By tylersmayhem - 23 September 2008 24

[First filed: July 21, 2008 @ 12:42]

I’ve always harped on about buying an established property, rather than something brand new.  Something I saw today not only back’s up my belief, but also beckons my belief.

I work in Bruce, and it’s always escaped me why anyone would want to pay top dollar to live in a new development that has a gated compound smack bang in the middle.  My questions have been further added to today after I saw 2 out of 3 apartment buildings with massive zig-zagging cracks in the exterior walls which start from the window edge and work down.  Granted, there is a guy working as quickly as he can, up on a ladder with some cement to “patch” up the damage (probably before too many owners see).
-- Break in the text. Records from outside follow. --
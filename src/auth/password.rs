//! PBKDF2-HMAC-SHA256 password hashing.
//!
//! Encoded form: `pbkdf2-sha256$<rounds>$<salt hex>$<hash hex>`.

use rand::RngCore;
use sha2::Sha256;
use subtle::ConstantTimeEq;

use crate::error::AuthError;

const SCHEME: &str = "pbkdf2-sha256";
const SALT_LEN: usize = 16;
const HASH_LEN: usize = 32;

/// Iteration count for new hashes.
pub const DEFAULT_ROUNDS: u32 = 100_000;

/// Hash `password` with a fresh random salt.
pub fn hash_password(password: &str, rounds: u32) -> String {
    let mut salt = [0u8; SALT_LEN];
    rand::thread_rng().fill_bytes(&mut salt);
    let hash = derive(password, &salt, rounds);
    format!("{SCHEME}${rounds}${}${}", hex::encode(salt), hex::encode(hash))
}

/// Check `password` against an encoded hash.
///
/// Returns `Ok(false)` on mismatch and `Err` only when the stored hash is not
/// in the expected format.
pub fn verify_password(password: &str, encoded: &str) -> Result<bool, AuthError> {
    let mut parts = encoded.split('$');
    let (Some(scheme), Some(rounds), Some(salt), Some(hash), None) = (
        parts.next(),
        parts.next(),
        parts.next(),
        parts.next(),
        parts.next(),
    ) else {
        return Err(AuthError::BadPasswordHash);
    };
    if scheme != SCHEME {
        return Err(AuthError::BadPasswordHash);
    }
    let rounds: u32 = rounds.parse().map_err(|_| AuthError::BadPasswordHash)?;
    if rounds == 0 {
        return Err(AuthError::BadPasswordHash);
    }
    let salt = hex::decode(salt).map_err(|_| AuthError::BadPasswordHash)?;
    let expected = hex::decode(hash).map_err(|_| AuthError::BadPasswordHash)?;
    if expected.len() != HASH_LEN {
        return Err(AuthError::BadPasswordHash);
    }

    let actual = derive(password, &salt, rounds);
    Ok(actual.as_slice().ct_eq(expected.as_slice()).into())
}

fn derive(password: &str, salt: &[u8], rounds: u32) -> [u8; HASH_LEN] {
    let mut out = [0u8; HASH_LEN];
    pbkdf2::pbkdf2_hmac::<Sha256>(password.as_bytes(), salt, rounds, &mut out);
    out
}
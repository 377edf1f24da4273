//! Session extractors.

use std::convert::Infallible;
use std::sync::Arc;

use axum::extract::FromRequestParts;
use axum::http::header::{AUTHORIZATION, COOKIE};
use axum::http::request::Parts;
use axum::http::{HeaderMap, StatusCode};

use crate::auth::session::token_from_cookie_header;
use crate::model::User;
use crate::planner::MSG_NOT_AUTHENTICATED;
use crate::server::AppState;

/// Session token from `Authorization: Bearer` or the `session` cookie.
pub fn session_token(headers: &HeaderMap) -> Option<String> {
    let bearer = headers
        .get(AUTHORIZATION)
        .and_then(|v| v.to_str().ok())
        .and_then(|v| v.strip_prefix("Bearer "))
        .map(str::trim)
        .filter(|t| !t.is_empty());
    if let Some(token) = bearer {
        return Some(token.to_string());
    }
    headers
        .get_all(COOKIE)
        .iter()
        .filter_map(|v| v.to_str().ok())
        .find_map(token_from_cookie_header)
        .map(str::to_string)
}

fn user_from_parts(parts: &Parts, state: &AppState) -> Option<User> {
    session_token(&parts.headers).and_then(|token| state.planner.current_user(&token))
}

/// An authenticated user. Rejects with 401 otherwise.
#[derive(Debug, Clone)]
pub struct CurrentUser(pub User);

impl FromRequestParts<Arc<AppState>> for CurrentUser {
    type Rejection = (StatusCode, String);

    async fn from_request_parts(
        parts: &mut Parts,
        state: &Arc<AppState>,
    ) -> Result<Self, Self::Rejection> {
        user_from_parts(parts, state)
            .map(CurrentUser)
            .ok_or_else(|| (StatusCode::UNAUTHORIZED, MSG_NOT_AUTHENTICATED.to_string()))
    }
}

/// The user if the request carries a valid session. Never rejects.
#[derive(Debug, Clone)]
pub struct MaybeUser(pub Option<User>);

impl FromRequestParts<Arc<AppState>> for MaybeUser {
    type Rejection = Infallible;

    async fn from_request_parts(
        parts: &mut Parts,
        state: &Arc<AppState>,
    ) -> Result<Self, Self::Rejection> {
        Ok(MaybeUser(user_from_parts(parts, state)))
    }
}

#[cfg(test)]
mod tests {
    use super::*;
    use axum::http::HeaderValue;

    #[test]
    fn bearer_wins_over_cookie() {
        let mut headers = HeaderMap::new();
        headers.insert(COOKIE, HeaderValue::from_static("theme=dark; session=from-cookie"));
        assert_eq!(session_token(&headers).as_deref(), Some("from-cookie"));

        headers.insert(AUTHORIZATION, HeaderValue::from_static("Bearer from-header"));
        assert_eq!(session_token(&headers).as_deref(), Some("from-header"));
    }

    #[test]
    fn no_credentials() {
        let mut headers = HeaderMap::new();
        assert_eq!(session_token(&headers), None);
        headers.insert(AUTHORIZATION, HeaderValue::from_static("Basic abc"));
        assert_eq!(session_token(&headers), None);
    }
}
//! Domain types shared by the store, the planner and the views.

use std::fmt;
use std::str::FromStr;

use chrono::{NaiveDate, NaiveDateTime};
use serde::{Deserialize, Serialize};

use crate::error::ValidationError;

pub type UserId = i64;

/// Capacity tier chosen for the day. Drives which plan is shown.
#[derive(Debug, Clone, Copy, PartialEq, Eq, Hash, Serialize, Deserialize)]
#[serde(rename_all = "lowercase")]
pub enum EnergyLevel {
    Low,
    Medium,
    High,
}

impl EnergyLevel {
    pub const ALL: [EnergyLevel; 3] = [Self::Low, Self::Medium, Self::High];

    pub fn as_str(self) -> &'static str {
        match self {
            Self::Low => "low",
            Self::Medium => "medium",
            Self::High => "high",
        }
    }
}

impl fmt::Display for EnergyLevel {
    fn fmt(&self, f: &mut fmt::Formatter<'_>) -> fmt::Result {
        f.write_str(self.as_str())
    }
}

impl FromStr for EnergyLevel {
    type Err = ValidationError;

    fn from_str(s: &str) -> Result<Self, Self::Err> {
        match s {
            "low" => Ok(Self::Low),
            "medium" => Ok(Self::Medium),
            "high" => Ok(Self::High),
            _ => Err(ValidationError::new(
                "energy_level",
                "Invalid energy level provided.",
            )),
        }
    }
}

/// A registered account.
#[derive(Debug, Clone, PartialEq, Serialize)]
pub struct User {
    pub id: UserId,
    pub name: Option<String>,
    pub email: String,
    #[serde(skip_serializing)]
    pub password_hash: String,
    pub created_at: NaiveDateTime,
    pub updated_at: NaiveDateTime,
    pub deleted_at: Option<NaiveDateTime>,
}

impl User {
    /// Name used in greetings.
    pub fn display_name(&self) -> &str {
        self.name.as_deref().filter(|n| !n.is_empty()).unwrap_or("User")
    }
}

/// Insert payload for a user.
#[derive(Debug, Clone)]
pub struct NewUser {
    pub name: Option<String>,
    pub email: String,
    pub password_hash: String,
}

/// One row per user per calendar date.
#[derive(Debug, Clone, PartialEq, Serialize)]
pub struct DailyLog {
    pub id: i64,
    pub user_id: UserId,
    pub log_date: NaiveDate,
    pub energy_level: EnergyLevel,
    pub created_at: NaiveDateTime,
}

/// A recurring task the user wants tracked every day.
#[derive(Debug, Clone, PartialEq, Serialize)]
pub struct AnchorTask {
    pub id: i64,
    pub user_id: UserId,
    pub task_name: String,
    pub description: Option<String>,
    pub is_active: bool,
}

/// Partial update for an anchor task. `None` leaves the column unchanged;
/// a blank `description` clears it.
#[derive(Debug, Clone, Default, Deserialize)]
pub struct AnchorTaskPatch {
    pub task_name: Option<String>,
    pub description: Option<String>,
    pub is_active: Option<bool>,
}

/// Completion flag of one anchor task on one daily log.
#[derive(Debug, Clone, PartialEq, Serialize)]
pub struct DailyAnchorTaskStatus {
    pub id: i64,
    pub daily_log_id: i64,
    pub anchor_task_id: i64,
    pub is_completed: bool,
}

/// A status row joined with its anchor task, ready for rendering.
#[derive(Debug, Clone, PartialEq, Serialize)]
pub struct TaskStatusView {
    pub status_id: i64,
    pub anchor_task_id: i64,
    pub task_name: String,
    pub description: Option<String>,
    pub is_completed: bool,
}

/// Today's log plus its task checklist.
#[derive(Debug, Clone, PartialEq, Serialize)]
pub struct DailyLogWithTasks {
    pub log: DailyLog,
    pub tasks: Vec<TaskStatusView>,
}

impl DailyLogWithTasks {
    pub fn completed_count(&self) -> usize {
        self.tasks.iter().filter(|t| t.is_completed).count()
    }
}

/// Result of the daily-log upsert.
#[derive(Debug, Clone, PartialEq, Serialize)]
pub struct UpsertOutcome {
    pub log: DailyLog,
    /// `true` when the log row did not exist before this call.
    pub created: bool,
    /// Status rows snapshotted from active anchor tasks (0 on update).
    pub statuses_created: usize,
}

/// Dog-care activity entry.
#[derive(Debug, Clone, PartialEq, Serialize)]
pub struct NoodlesLog {
    pub id: i64,
    pub log_date: NaiveDate,
    pub activity_type: String,
    pub duration_minutes: Option<i64>,
    pub notes: Option<String>,
    pub created_at: NaiveDateTime,
}

#[derive(Debug, Clone, Deserialize)]
pub struct NewNoodlesLog {
    pub log_date: NaiveDate,
    pub activity_type: String,
    #[serde(default)]
    pub duration_minutes: Option<i64>,
    #[serde(default)]
    pub notes: Option<String>,
}

/// Kind of playbook entry.
#[derive(Debug, Clone, Copy, PartialEq, Eq, Hash, Serialize, Deserialize)]
#[serde(rename_all = "snake_case")]
pub enum PlaybookItemType {
    Meal,
    ComfortMedia,
    ComfortActivity,
    SensoryAid,
}

impl PlaybookItemType {
    /// Types shown on the dopamine menu.
    pub const DOPAMINE_MENU: [PlaybookItemType; 3] =
        [Self::ComfortMedia, Self::ComfortActivity, Self::SensoryAid];

    pub fn as_str(self) -> &'static str {
        match self {
            Self::Meal => "meal",
            Self::ComfortMedia => "comfort_media",
            Self::ComfortActivity => "comfort_activity",
            Self::SensoryAid => "sensory_aid",
        }
    }
}

impl fmt::Display for PlaybookItemType {
    fn fmt(&self, f: &mut fmt::Formatter<'_>) -> fmt::Result {
        f.write_str(self.as_str())
    }
}

impl FromStr for PlaybookItemType {
    type Err = ValidationError;

    fn from_str(s: &str) -> Result<Self, Self::Err> {
        match s {
            "meal" => Ok(Self::Meal),
            "comfort_media" => Ok(Self::ComfortMedia),
            "comfort_activity" => Ok(Self::ComfortActivity),
            "sensory_aid" => Ok(Self::SensoryAid),
            other => Err(ValidationError::new(
                "item_type",
                format!("Unknown playbook item type: {other}."),
            )),
        }
    }
}

/// Dopamine-menu or meal-guide entry.
#[derive(Debug, Clone, PartialEq, Serialize)]
pub struct PlaybookItem {
    pub id: i64,
    pub item_type: PlaybookItemType,
    pub name: String,
    pub description: Option<String>,
    /// 0 for takeout, 1 for assembly, higher for more effort.
    pub energy_level_required: Option<i64>,
}

#[derive(Debug, Clone, Deserialize)]
pub struct NewPlaybookItem {
    pub item_type: PlaybookItemType,
    pub name: String,
    #[serde(default)]
    pub description: Option<String>,
    #[serde(default)]
    pub energy_level_required: Option<i64>,
}

/// Filter for playbook listings.
#[derive(Debug, Clone, Default, Deserialize)]
pub struct PlaybookFilter {
    #[serde(default)]
    pub types: Vec<PlaybookItemType>,
    /// Only items needing at most this much energy (items without a
    /// requirement always match).
    #[serde(default)]
    pub max_energy: Option<i64>,
}

#[derive(Debug, Clone, Copy, PartialEq, Eq, Default, Serialize, Deserialize)]
#[serde(rename_all = "snake_case")]
pub enum GoalStatus {
    #[default]
    Active,
    Completed,
    OnHold,
}

impl GoalStatus {
    pub fn as_str(self) -> &'static str {
        match self {
            Self::Active => "active",
            Self::Completed => "completed",
            Self::OnHold => "on_hold",
        }
    }
}

impl fmt::Display for GoalStatus {
    fn fmt(&self, f: &mut fmt::Formatter<'_>) -> fmt::Result {
        f.write_str(self.as_str())
    }
}

impl FromStr for GoalStatus {
    type Err = ValidationError;

    fn from_str(s: &str) -> Result<Self, Self::Err> {
        match s {
            "active" => Ok(Self::Active),
            "completed" => Ok(Self::Completed),
            "on_hold" => Ok(Self::OnHold),
            other => Err(ValidationError::new(
                "status",
                format!("Unknown goal status: {other}."),
            )),
        }
    }
}

#[derive(Debug, Clone, PartialEq, Serialize)]
pub struct FutureGoal {
    pub id: i64,
    pub title: String,
    pub description: Option<String>,
    pub status: GoalStatus,
    pub next_physical_step: Option<String>,
    pub created_at: NaiveDateTime,
}

#[derive(Debug, Clone, Deserialize)]
pub struct NewGoal {
    pub title: String,
    #[serde(default)]
    pub description: Option<String>,
    #[serde(default)]
    pub next_physical_step: Option<String>,
}

/// Partial update for a goal. `None` leaves the column unchanged; a blank
/// `description` or `next_physical_step` clears it.
#[derive(Debug, Clone, Default, Deserialize)]
pub struct GoalPatch {
    pub title: Option<String>,
    pub description: Option<String>,
    pub status: Option<GoalStatus>,
    pub next_physical_step: Option<String>,
}

#[cfg(test)]
mod tests {
    use super::*;

    #[test]
    fn energy_level_parses_lowercase_only() {
        assert_eq!("low".parse::<EnergyLevel>().unwrap(), EnergyLevel::Low);
        assert_eq!("high".parse::<EnergyLevel>().unwrap(), EnergyLevel::High);
        let err = "HIGH".parse::<EnergyLevel>().unwrap_err();
        assert_eq!(err.message, "Invalid energy level provided.");
        assert!("".parse::<EnergyLevel>().is_err());
    }

    #[test]
    fn energy_level_serde_is_lowercase() {
        let json = serde_json::to_string(&EnergyLevel::Medium).unwrap();
        assert_eq!(json, "\"medium\"");
        let back: EnergyLevel = serde_json::from_str("\"low\"").unwrap();
        assert_eq!(back, EnergyLevel::Low);
    }

    #[test]
    fn playbook_type_names_match_storage() {
        for ty in [
            PlaybookItemType::Meal,
            PlaybookItemType::ComfortMedia,
            PlaybookItemType::ComfortActivity,
            PlaybookItemType::SensoryAid,
        ] {
            assert_eq!(ty.as_str().parse::<PlaybookItemType>().unwrap(), ty);
            let json = serde_json::to_string(&ty).unwrap();
            assert_eq!(json, format!("\"{}\"", ty.as_str()));
        }
    }

    #[test]
    fn password_hash_never_serialized() {
        let epoch = chrono::DateTime::from_timestamp(0, 0).unwrap().naive_utc();
        let user = User {
            id: 1,
            name: None,
            email: "a@b.co".into(),
            password_hash: "secret".into(),
            created_at: epoch,
            updated_at: epoch,
            deleted_at: None,
        };
        let json = serde_json::to_string(&user).unwrap();
        assert!(!json.contains("secret"));
        assert!(!json.contains("password_hash"));
        assert_eq!(user.display_name(), "User");
    }
}
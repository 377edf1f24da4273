//! Authentication: password hashing and signed, stateless session tokens.
//!
//! A session is a token carried in the `session` cookie (or a bearer header).
//! Nothing is stored server-side; signing out just clears the cookie.

pub mod password;
pub mod session;

pub use password::{hash_password, verify_password, DEFAULT_ROUNDS};
pub use session::{SessionClaims, SessionKeys, SESSION_COOKIE};
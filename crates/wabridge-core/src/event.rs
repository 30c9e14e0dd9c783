//! Session events emitted by the external WhatsApp client.
//!
//! These are the collaborator's events reduced to the fields the bridge
//! reads. Adapters convert library-specific types into this shape so the
//! transformer and gateway never depend on the protocol crates.

use std::fmt;

/// One event from the external client.
#[derive(Debug, Clone, PartialEq)]
pub enum SessionEvent {
    /// Connection state change and/or a fresh pairing code.
    ConnectionUpdate(ConnectionUpdate),
    /// Full snapshot of known chats.
    ChatsSet(Vec<ChatSnapshot>),
    /// New or updated messages.
    MessagesUpsert(Vec<WaMessage>),
    /// Credentials changed. Persistence belongs to the client's own store.
    CredsUpdate,
}

/// Connection-level update. Any combination of fields may be present.
#[derive(Debug, Clone, Default, PartialEq)]
pub struct ConnectionUpdate {
    pub connection: Option<ConnectionState>,
    pub last_disconnect: Option<DisconnectReason>,
    pub qr: Option<String>,
}

impl ConnectionUpdate {
    /// A pairing code was generated.
    pub fn qr(code: impl Into<String>) -> Self {
        Self {
            qr: Some(code.into()),
            ..Default::default()
        }
    }

    /// The connection is open and authenticated.
    pub fn open() -> Self {
        Self {
            connection: Some(ConnectionState::Open),
            ..Default::default()
        }
    }

    /// The connection was closed for `reason`.
    pub fn closed(reason: DisconnectReason) -> Self {
        Self {
            connection: Some(ConnectionState::Close),
            last_disconnect: Some(reason),
            qr: None,
        }
    }
}

/// Transport state reported by the client.
#[derive(Debug, Clone, Copy, PartialEq, Eq)]
pub enum ConnectionState {
    Connecting,
    Open,
    Close,
}

/// Why the client connection closed.
#[derive(Debug, Clone, PartialEq, Eq)]
pub enum DisconnectReason {
    /// The device was unlinked. Only re-pairing recovers from this.
    LoggedOut,
    /// Socket dropped or keepalive failed.
    ConnectionLost,
    /// Another client took over the session.
    StreamReplaced,
    /// The server rejected the connection.
    ConnectFailure(String),
    Other(String),
}

impl DisconnectReason {
    pub fn is_logged_out(&self) -> bool {
        matches!(self, Self::LoggedOut)
    }
}

impl fmt::Display for DisconnectReason {
    fn fmt(&self, f: &mut fmt::Formatter<'_>) -> fmt::Result {
        match self {
            Self::LoggedOut => f.write_str("Logged Out"),
            Self::ConnectionLost => f.write_str("Connection Lost"),
            Self::StreamReplaced => f.write_str("Stream Replaced"),
            Self::ConnectFailure(detail) => write!(f, "Connect Failure ({detail})"),
            Self::Other(detail) => f.write_str(detail),
        }
    }
}

/// A chat as carried by a snapshot event.
#[derive(Debug, Clone, Default, PartialEq)]
pub struct ChatSnapshot {
    pub id: String,
    /// Explicit chat name, when the client knows one.
    pub name: Option<String>,
    /// Messages in the order the client holds them.
    pub messages: Vec<WaMessage>,
}

/// A single message as emitted by the client.
#[derive(Debug, Clone, Default, PartialEq)]
pub struct WaMessage {
    pub key: MessageKey,
    pub message: Option<MessagePayload>,
    /// Seconds since the Unix epoch.
    pub timestamp: i64,
    pub user_receipt: Vec<UserReceipt>,
}

impl WaMessage {
    /// Whether any recipient has a read receipt recorded.
    pub fn has_read_receipt(&self) -> bool {
        self.user_receipt
            .iter()
            .any(|r| r.read_timestamp.is_some())
    }
}

/// Addressing of a message.
#[derive(Debug, Clone, Default, PartialEq, Eq)]
pub struct MessageKey {
    /// Chat JID the message belongs to.
    pub remote_jid: String,
    pub from_me: bool,
    pub id: String,
}

#[derive(Debug, Clone, Default, PartialEq, Eq)]
pub struct UserReceipt {
    pub user_jid: String,
    pub read_timestamp: Option<i64>,
}

/// Message body. Several shapes may be present at once; consumers decide
/// which one wins.
#[derive(Debug, Clone, Default, PartialEq, Eq)]
pub struct MessagePayload {
    pub conversation: Option<String>,
    pub extended_text: Option<String>,
    pub image: Option<ImageInfo>,
    pub document: Option<DocumentInfo>,
}

#[derive(Debug, Clone, Default, PartialEq, Eq)]
pub struct ImageInfo {
    pub mimetype: Option<String>,
    pub caption: Option<String>,
}

#[derive(Debug, Clone, Default, PartialEq, Eq)]
pub struct DocumentInfo {
    pub file_name: Option<String>,
    pub mimetype: Option<String>,
    pub file_length: Option<u64>,
}
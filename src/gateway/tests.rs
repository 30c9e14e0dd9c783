use super::session::{CONNECTED_STATUS, QR_STATUS};
use super::*;
use async_trait::async_trait;
use futures_util::{SinkExt, Stream, StreamExt};
use std::sync::atomic::{AtomicBool, AtomicUsize, Ordering};
use std::sync::Mutex;
use std::time::Duration;
use tokio_tungstenite::tungstenite;
use wabridge_core::error::BridgeError;
use wabridge_core::event::{ChatSnapshot, DisconnectReason, MessageKey, MessagePayload, WaMessage};
use wabridge_core::traits::WhatsAppClient;

// --- Mocks ---

#[derive(Default)]
struct MockClient {
    sent: Mutex<Vec<(String, String)>>,
    fail: AtomicBool,
}

#[async_trait]
impl WhatsAppClient for MockClient {
    async fn send_text(&self, chat_id: &str, text: &str) -> Result<String, BridgeError> {
        if self.fail.load(Ordering::SeqCst) {
            return Err(BridgeError::Client("server rejected message".into()));
        }
        self.sent
            .lock()
            .unwrap()
            .push((chat_id.to_string(), text.to_string()));
        Ok("3EB0MOCK".to_string())
    }
}

#[derive(Default)]
struct MockConnector {
    client: Arc<MockClient>,
    connects: AtomicUsize,
    /// Connect attempts beyond this count fail.
    fail_after: Option<usize>,
}

#[async_trait]
impl Connector for MockConnector {
    fn name(&self) -> &str {
        "mock"
    }

    async fn connect(
        &self,
        _events: mpsc::Sender<SessionEvent>,
    ) -> Result<Arc<dyn WhatsAppClient>, BridgeError> {
        let n = self.connects.fetch_add(1, Ordering::SeqCst) + 1;
        if self.fail_after.is_some_and(|limit| n > limit) {
            return Err(BridgeError::Client("unreachable".into()));
        }
        Ok(self.client.clone() as Arc<dyn WhatsAppClient>)
    }
}

fn session_with(connector: Arc<MockConnector>) -> Session {
    let (tx, _rx) = mpsc::channel(8);
    Session::new(connector, tx)
}

fn hub_with(connector: Arc<MockConnector>) -> Hub {
    Hub::new(session_with(connector), UserCache::new(true), "English", false)
}

fn closed(reason: DisconnectReason) -> ConnectionUpdate {
    ConnectionUpdate::closed(reason)
}

fn incoming(chat: &str, id: &str) -> WaMessage {
    WaMessage {
        key: MessageKey {
            remote_jid: chat.to_string(),
            from_me: false,
            id: id.to_string(),
        },
        message: Some(MessagePayload {
            conversation: Some("hello".into()),
            ..Default::default()
        }),
        timestamp: chrono::Utc::now().timestamp(),
        user_receipt: Vec::new(),
    }
}

/// Register a fake socket with the hub and return its outbound queue.
async fn attach(hub: &mut Hub) -> (Uuid, mpsc::Receiver<String>) {
    let id = Uuid::new_v4();
    let (tx, rx) = mpsc::channel(16);
    hub.on_client_event(ClientEvent::Connected { id, tx }).await;
    (id, rx)
}

fn next_json(rx: &mut mpsc::Receiver<String>) -> serde_json::Value {
    let raw = rx.try_recv().expect("expected a queued frame");
    serde_json::from_str(&raw).unwrap()
}

fn status_text(envelope: &Envelope) -> Option<&str> {
    match envelope {
        Envelope::Status { data } => Some(data.as_str()),
        _ => None,
    }
}

// --- Session ---

#[tokio::test]
async fn test_start_awaits_pairing() {
    let connector = Arc::new(MockConnector::default());
    let mut session = session_with(connector.clone());
    assert_eq!(session.state(), SessionState::Disconnected);

    session.start().await.unwrap();
    assert_eq!(session.state(), SessionState::AwaitingPairing);
    assert_eq!(connector.connects.load(Ordering::SeqCst), 1);
}

#[tokio::test]
async fn test_qr_yields_qr_and_status() {
    let mut session = session_with(Arc::new(MockConnector::default()));
    session.start().await.unwrap();

    let out = session
        .on_connection_update(ConnectionUpdate::qr("2@pairing"))
        .await;
    assert_eq!(out.len(), 2);
    assert!(matches!(&out[0], Envelope::Qr { data } if data == "2@pairing"));
    assert_eq!(status_text(&out[1]), Some(QR_STATUS));
    assert_eq!(session.state(), SessionState::AwaitingPairing);
}

#[tokio::test]
async fn test_open_connects() {
    let mut session = session_with(Arc::new(MockConnector::default()));
    session.start().await.unwrap();

    let out = session.on_connection_update(ConnectionUpdate::open()).await;
    assert_eq!(session.state(), SessionState::Connected);
    assert_eq!(status_text(&out[0]), Some(CONNECTED_STATUS));
}

#[tokio::test]
async fn test_non_logout_close_reconnects_once() {
    let connector = Arc::new(MockConnector::default());
    let mut session = session_with(connector.clone());
    session.start().await.unwrap();
    session.on_connection_update(ConnectionUpdate::open()).await;

    let out = session
        .on_connection_update(closed(DisconnectReason::ConnectionLost))
        .await;
    assert_eq!(connector.connects.load(Ordering::SeqCst), 2);
    assert_eq!(
        status_text(&out[0]),
        Some("Connection Closed: Connection Lost. Reconnecting: true")
    );
    assert_eq!(session.state(), SessionState::AwaitingPairing);
}

#[tokio::test]
async fn test_logout_does_not_reconnect() {
    let connector = Arc::new(MockConnector::default());
    let mut session = session_with(connector.clone());
    session.start().await.unwrap();
    session.on_connection_update(ConnectionUpdate::open()).await;

    let out = session
        .on_connection_update(closed(DisconnectReason::LoggedOut))
        .await;
    assert_eq!(connector.connects.load(Ordering::SeqCst), 1);
    assert_eq!(session.state(), SessionState::Disconnected);
    assert_eq!(
        status_text(&out[0]),
        Some("Connection Closed: Logged Out. Reconnecting: false")
    );

    let err = session.send_message("a@s.whatsapp.net", "hi").await;
    assert!(matches!(err, Err(BridgeError::NotConnected)));
}

#[tokio::test]
async fn test_failed_reconnect_disconnects() {
    let connector = Arc::new(MockConnector {
        fail_after: Some(1),
        ..Default::default()
    });
    let mut session = session_with(connector.clone());
    session.start().await.unwrap();

    let out = session
        .on_connection_update(closed(DisconnectReason::StreamReplaced))
        .await;
    assert_eq!(connector.connects.load(Ordering::SeqCst), 2);
    assert_eq!(session.state(), SessionState::Disconnected);
    assert_eq!(out.len(), 2);
    assert!(status_text(&out[1]).unwrap().starts_with("Reconnect failed"));
}

#[tokio::test]
async fn test_send_requires_client_then_arguments() {
    let connector = Arc::new(MockConnector::default());
    let mut session = session_with(connector.clone());

    // Not connected wins even over bad arguments.
    assert!(matches!(
        session.send_message("", "").await,
        Err(BridgeError::NotConnected)
    ));

    session.start().await.unwrap();
    assert!(matches!(
        session.send_message("", "hi").await,
        Err(BridgeError::InvalidArguments)
    ));
    assert!(matches!(
        session.send_message("a@s.whatsapp.net", "").await,
        Err(BridgeError::InvalidArguments)
    ));

    let id = session.send_message("a@s.whatsapp.net", "hi").await.unwrap();
    assert_eq!(id, "3EB0MOCK");
    assert_eq!(
        connector.client.sent.lock().unwrap().as_slice(),
        [("a@s.whatsapp.net".to_string(), "hi".to_string())]
    );
}

#[tokio::test]
async fn test_send_propagates_client_failure() {
    let connector = Arc::new(MockConnector::default());
    connector.client.fail.store(true, Ordering::SeqCst);
    let mut session = session_with(connector);
    session.start().await.unwrap();

    let err = session.send_message("a@s.whatsapp.net", "hi").await;
    assert!(matches!(err, Err(BridgeError::Client(msg)) if msg == "server rejected message"));
}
I realise that many houses in Canberra, old and new, are experiencing levels of cracking and movement of bricks due to the drought etc etc.  But 12 months after being built, and only about 3-4 months after being occupied?  My blood runs cold thinking if I had bought one of those properties and this is happening only after less than a year.  I can’t imagine it will take long to see the effects inside.

I anticipate the argument of how expensive established houses are, and this is very true.  But from the information I have been able to find, these 2 bedroom apartments sold off the plan for around 400k.  There are definitely established properties around for that price.  Maybe not as central, but probably many of which didn’t have too much structural movement until the drought started.  I’m all for those who want to experience “inner city living” in Canberra, but it escapes me why the pricing is just so high, other than the fact that people are simply prepared to pay for it.

I hope those who own these properties take firm action against the developers, and that the damage is only limited!


Further to my post back in July, now that the patching up was finally been finished and those who did not see the damage would be none he wiser – yesterday we had some rain again. Yep, you guessed it, more damage – but this time about 5 times worse than back in July. This morning there was a whole team of tradies out on ladders not only re-patching their recent cover-up work, but also attending to about 7-10 more gaping cracks on the side of the building.

This re-raises some huge concerns I have for the owners of these properties. If this type of damage is happening within about 12 months – how will they be in 5 years, if they’re still standing? I also have concerns as to the obligation that the building companies have. So far, they simply “cover-up” the damage. This is not addressing the clear structural problems with the building, and are they continuing with the cover-up of the problem just to get through their period obligation before they cut and run?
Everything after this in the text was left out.